“Young man,” put in a gentleman behind me, who was also occupying a seat alone, “why don’t you give them the seat? You can sit by me.”

“Why don’t you?” I retorted. “You can sit by me.”

“I like to sit by the window,” he responded; “and am not well.”

“I, too, am partial to the window,” said I, “and have been at the point of death for a long time, with the toothache and a bad cold. I am quite an invalid.—Now, my friend,” I went on, addressing the gentleman with his lady, “why did you come to me, the first one, and ask me to move, when you see that I am a cripple? There are others in the car who occupy whole seats, and who could certainly move more easily than I. Were I the only one, I would willingly resign my seat, for the accommodation of the lady.”

“I think you shouldn’t ask him to move,” said a gentleman who sat with another on an opposite seat. “A man with but one leg ought to have some show in the world.”

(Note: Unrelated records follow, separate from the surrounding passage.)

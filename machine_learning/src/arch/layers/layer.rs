use ndarray::{ArrayView2, ArrayViewMut2};

use super::Dense;
use crate::{Result, arch::activations::ActFn};

#[derive(Clone, Debug)]
pub enum Layer {
    Dense(Dense),
}
use Layer::*;

impl Layer {
    pub fn dense(dim: (usize, usize), act_fn: Option<ActFn>) -> Self {
        Self::Dense(Dense::new(dim, act_fn))
    }

    /// Returns the amount of parameters this layer has.
    pub fn size(&self) -> usize {
        match self {
            Dense(l) => l.size(),
        }
    }

    pub fn forward(&mut self, params: &[f32], x: ArrayView2<f32>) -> Result<ArrayView2<'_, f32>> {
        match self {
            Dense(l) => l.forward(params, x),
        }
    }

    pub fn backward(
        &mut self,
        params: &[f32],
        grad: &mut [f32],
        d: ArrayViewMut2<f32>,
    ) -> Result<ArrayViewMut2<'_, f32>> {
        match self {
            Dense(l) => l.backward(params, grad, d),
        }
    }
}
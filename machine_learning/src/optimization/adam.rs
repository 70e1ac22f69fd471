use super::{Optimizer, optimizer::check_len};
use crate::{MlErr, Result, specs::OptimizerSpec};

#[derive(Debug)]
pub struct Adam {
    learning_rate: f32,
    beta1: f32,
    beta2: f32,
    beta1_t: f32,
    beta2_t: f32,
    v: Box<[f32]>,
    s: Box<[f32]>,
    epsilon: f32,
}

impl Adam {
    /// Creates a new `Adam` optimizer.
    ///
    /// # Arguments
    /// * `len` - The amount of parameters this instance should hold.
    /// * `learning_rate` - The small coefficient that modulates the amount of training per update.
    /// * `beta1`, `beta2`, `epsilon` - Hyperparameters to the optimization algorithm.
    ///
    /// # Returns
    /// A new `Adam` instance.
    pub fn new(len: usize, learning_rate: f32, beta1: f32, beta2: f32, epsilon: f32) -> Self {
        Self {
            learning_rate,
            beta1,
            beta2,
            beta1_t: 1.,
            beta2_t: 1.,
            v: vec![0.; len].into_boxed_slice(),
            s: vec![0.; len].into_boxed_slice(),
            epsilon,
        }
    }
}

impl Optimizer for Adam {
    fn update_params(&mut self, grad: &[f32], params: &mut [f32]) -> Result<()> {
        check_len("gradient", grad.len(), params.len())?;
        check_len("parameters", params.len(), self.v.len())?;

        let Self {
            learning_rate: lr,
            beta1: b1,
            beta2: b2,
            epsilon: eps,
            ..
        } = *self;

        self.beta1_t *= b1;
        self.beta2_t *= b2;

        let bc1 = 1. - self.beta1_t;
        let bc2 = 1. - self.beta2_t;
        let step_size = lr * (bc2.sqrt() / bc1);

        params
            .iter_mut()
            .zip(grad)
            .zip(self.v.iter_mut())
            .zip(self.s.iter_mut())
            .for_each(|(((p, g), v), s)| {
                *v = b1 * *v + (1. - b1) * g;
                *s = b2 * *s + (1. - b2) * g.powi(2);
                *p -= step_size * *v / (s.sqrt() + eps);
            });

        Ok(())
    }

    fn spec(&self) -> OptimizerSpec {
        OptimizerSpec::Adam {
            learning_rate: self.learning_rate,
            beta1: self.beta1,
            beta2: self.beta2,
            epsilon: self.epsilon,
        }
    }

    fn state(&self) -> Vec<(&'static str, Vec<f32>)> {
        vec![
            ("m", self.v.to_vec()),
            ("v", self.s.to_vec()),
            ("beta1_t", vec![self.beta1_t]),
            ("beta2_t", vec![self.beta2_t]),
        ]
    }

    fn load_state(&mut self, name: &str, values: &[f32]) -> Result<()> {
        match name {
            "m" => {
                check_len("adam first moment", values.len(), self.v.len())?;
                self.v.copy_from_slice(values);
            }
            "v" => {
                check_len("adam second moment", values.len(), self.s.len())?;
                self.s.copy_from_slice(values);
            }
            "beta1_t" => {
                check_len("adam beta1 power", values.len(), 1)?;
                self.beta1_t = values[0];
            }
            "beta2_t" => {
                check_len("adam beta2 power", values.len(), 1)?;
                self.beta2_t = values[0];
            }
            _ => {
                return Err(MlErr::UnknownOptimizerState {
                    optimizer: "adam",
                    name: name.to_string(),
                });
            }
        }

        Ok(())
    }
}

#[cfg(test)]
mod tests {
    use super::*;

    #[test]
    fn first_step_moves_by_the_learning_rate() {
        let mut optimizer = Adam::new(2, 0.1, 0.9, 0.999, 1e-8);
        let mut params = [1., 1.];

        optimizer.update_params(&[3., -0.5], &mut params).unwrap();

        assert!((params[0] - 0.9).abs() < 1e-4);
        assert!((params[1] - 1.1).abs() < 1e-4);
    }

    #[test]
    fn resumed_optimizer_matches_the_original() {
        let grads = [[0.2, -0.1], [0.4, 0.3], [-0.5, 0.1]];

        let mut original = Adam::new(2, 0.01, 0.9, 0.999, 1e-8);
        let mut params = [0.5, -0.5];
        original.update_params(&grads[0], &mut params).unwrap();

        let mut resumed = Adam::new(2, 0.01, 0.9, 0.999, 1e-8);
        for (name, values) in original.state() {
            resumed.load_state(name, &values).unwrap();
        }

        let mut resumed_params = params;
        for g in &grads[1..] {
            original.update_params(g, &mut params).unwrap();
            resumed.update_params(g, &mut resumed_params).unwrap();
        }

        assert_eq!(params, resumed_params);
    }

    #[test]
    fn unknown_state_is_rejected() {
        let mut optimizer = Adam::new(1, 0.01, 0.9, 0.999, 1e-8);
        assert!(optimizer.load_state("velocity", &[0.]).is_err());
    }
}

This remark made the first gentleman a little ashamed of himself, and he turned and said to his lady:

“Come, let us try another car.”

They walked to the car-door, and not one offered to surrender his much-loved seat-by-the-window, to accommodate them. Man is naturally a selfish creature, and nowhere is his selfishness brought out in so strong a light as on a railroad car. Do not censure me, gentle public, for not relinquishing my seat. This was not the first or last time I was asked to abandon a comfortable seat in a car, after taking the trouble to go early and secure it. It seems that in such cases they always come right to me. I do not know why. It may be that I look young, innocent and verdant; and that they jump to the conclusion that I am one of those persons who, as the poet doesn’t say:

“Know not their rights;

And, knowing not, dare not maintain.”